Repositories Overseen

While the Vulnerability Management Team (VMT) is available to assist developers on request even if their projects are not explicitly opted into this list, reports of suspected vulnerabilities for the following OpenStack source repositories officially fall under direct VMT oversight:

The teams responsible for maintenance of the source code within these repositories have agreed to meet the expectations enumerated below.

Requirements

  1. Embargoes for privately-submitted reports of suspected vulnerabilities shall not last more than 90 days, except under unusual circumstances. Following the embargo expiration, reports will be made publicly visible regardless of whether any advisory has been issued or patch provided.

  2. The VMT will not track or issue advisories for external software components. Only source code provided by official OpenStack project teams is eligible for oversight by the VMT. For example, base operating system components included in a server/container image or libraries vendored into compiled binary artifacts are not within the VMT’s scope.

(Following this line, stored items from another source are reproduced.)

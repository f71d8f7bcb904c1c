use std::path::{Path, PathBuf};
use tracing_subscriber::{layer::SubscriberExt, util::SubscriberInitExt};

const DEFAULT_FILTER: &str = "info,sqlx=warn,sea_orm=warn";

/// Директория логов: `target/logs` относительно рабочего каталога
pub fn log_dir() -> PathBuf {
    Path::new("target").join("logs")
}

/// Фильтр из `RUST_LOG` или значение по умолчанию (без SQL-запросов)
fn filter_directives() -> String {
    std::env::var("RUST_LOG").unwrap_or_else(|_| DEFAULT_FILTER.into())
}

/// Инициализация системы трассировки (tracing)
///
/// Логи пишутся в:
/// - stdout (с цветами)
/// - target/logs/backend.log (без цветов)
pub fn initialize() -> anyhow::Result<()> {
    let log_dir = log_dir();
    std::fs::create_dir_all(&log_dir)
        .map_err(|e| anyhow::anyhow!("Cannot create log directory {}: {}", log_dir.display(), e))?;

    let log_file_path = log_dir.join("backend.log");
    let log_file = std::fs::OpenOptions::new()
        .create(true)
        .append(true)
        .open(&log_file_path)
        .map_err(|e| anyhow::anyhow!("Cannot open log file {}: {}", log_file_path.display(), e))?;

    let directives = filter_directives();
    tracing_subscriber::registry()
        .with(tracing_subscriber::EnvFilter::new(&directives))
        .with(tracing_subscriber::fmt::layer())
        .with(
            tracing_subscriber::fmt::layer()
                .with_writer(std::sync::Arc::new(log_file))
                .with_ansi(false),
        )
        .try_init()
        .map_err(|e| anyhow::anyhow!("Tracing subscriber already initialized: {}", e))?;

    tracing::info!(
        "Logging to stdout and {} (filter: {})",
        log_file_path.display(),
        directives
    );
    Ok(())
}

  3. Repositories must have versioned releases to qualify for VMT oversight. Vulnerabilities warrant advisories if they appear in official releases or on maintained stable branches (see Stable Branch Maintenance Phases). Vulnerabilities only present in master since the last release, or only on unmaintained branches, will not have their disclosure coordinated by the VMT. Pre-releases, release candidates and milestones are not considered official releases for the purpose of this policy.

  4. The defect tracker for each overseen repository must be configured to initially only provide access for the VMT for privately-submitted reports. It is the responsibility of the VMT to determine whether suspected vulnerabilities are reported against the correct repository and redirect them when possible, since reporters are often unfamiliar with our project structure and may choose incorrectly. It implies some loss of control for the project team over initial triage of bugs reported privately as suspected vulnerabilities, but helps minimize the number of people who have unnecessary knowledge of them prior to public disclosure and so reduces the risk of prematurely ending an embargo.

  5. The team must have a dedicated point of contact for security issues, so that the VMT can engage them to triage reports of potential vulnerabilities. Teams with more than five core reviewers should (so as to limit the unnecessary exposure of private reports) settle on a subset of these to act as security core reviewers whose responsibility it is to be able to confirm whether a bug report is accurate/applicable or at least know other subject matter experts they can in turn subscribe to perform those activities in a timely manner. They should also be able to review and provide pre-approval of patches attached to private bugs, which is why at least a majority are expected to be core reviewers for their repositories. These should be members of a group contact in the team’s defect tracker so that the VMT can easily subscribe them to new reports.

  6. The team must identify a security liaison, serving as a point of escalation for the VMT in situations where severe or lingering vulnerability reports are failing to gain traction toward timely and thorough resolution. If one is not explicitly delegated, the PTL is that team’s implicit liaison.

  7. Repositories should have automated testing for important features. Tests need to be feasible for the VMT and security reviewers to run locally while evaluating patches under embargo, and must also run within the context of OpenStack’s official continuous integration infrastructure. This helps reduce the risk of approved security fixes creating new bugs when rushed through public code review at the time of disclosure, and also decreases the chance of creating additional work for the VMT issuing errata later.

  8. Projects are encouraged to undertake a review, audit, or threat analysis of their software in order to proactively identify likely security weaknesses. In the event the project team performs it, the results should ideally also be validated by a third party (which could just be other members of the community not involved directly in that project). Refreshing the analysis immediately following each major release is suggested, but an outdated analysis is still more useful than none at all. This is a recommendation in order to keep the VMT’s workload to a necessary minimum, but is not a strict requirement.

Updating

Proposals to add or remove repositories in the oversight list will be evaluated by the VMT following OpenStack’s code review process.

Deprecation

A repository should only be removed from VMT oversight under extreme circumstances, when the VMT is no longer able to adequately handle its vulnerabilities. Care should be taken to only discontinue vulnerability management for future non-patch releases, while continuing to handle vulnerabilities on prior maintained branches if at all possible until such time as they become unmaintained or reach end of life. See the Project Team Guide section on Stable Branch Maintenance Phases for detailed explanations of these terms.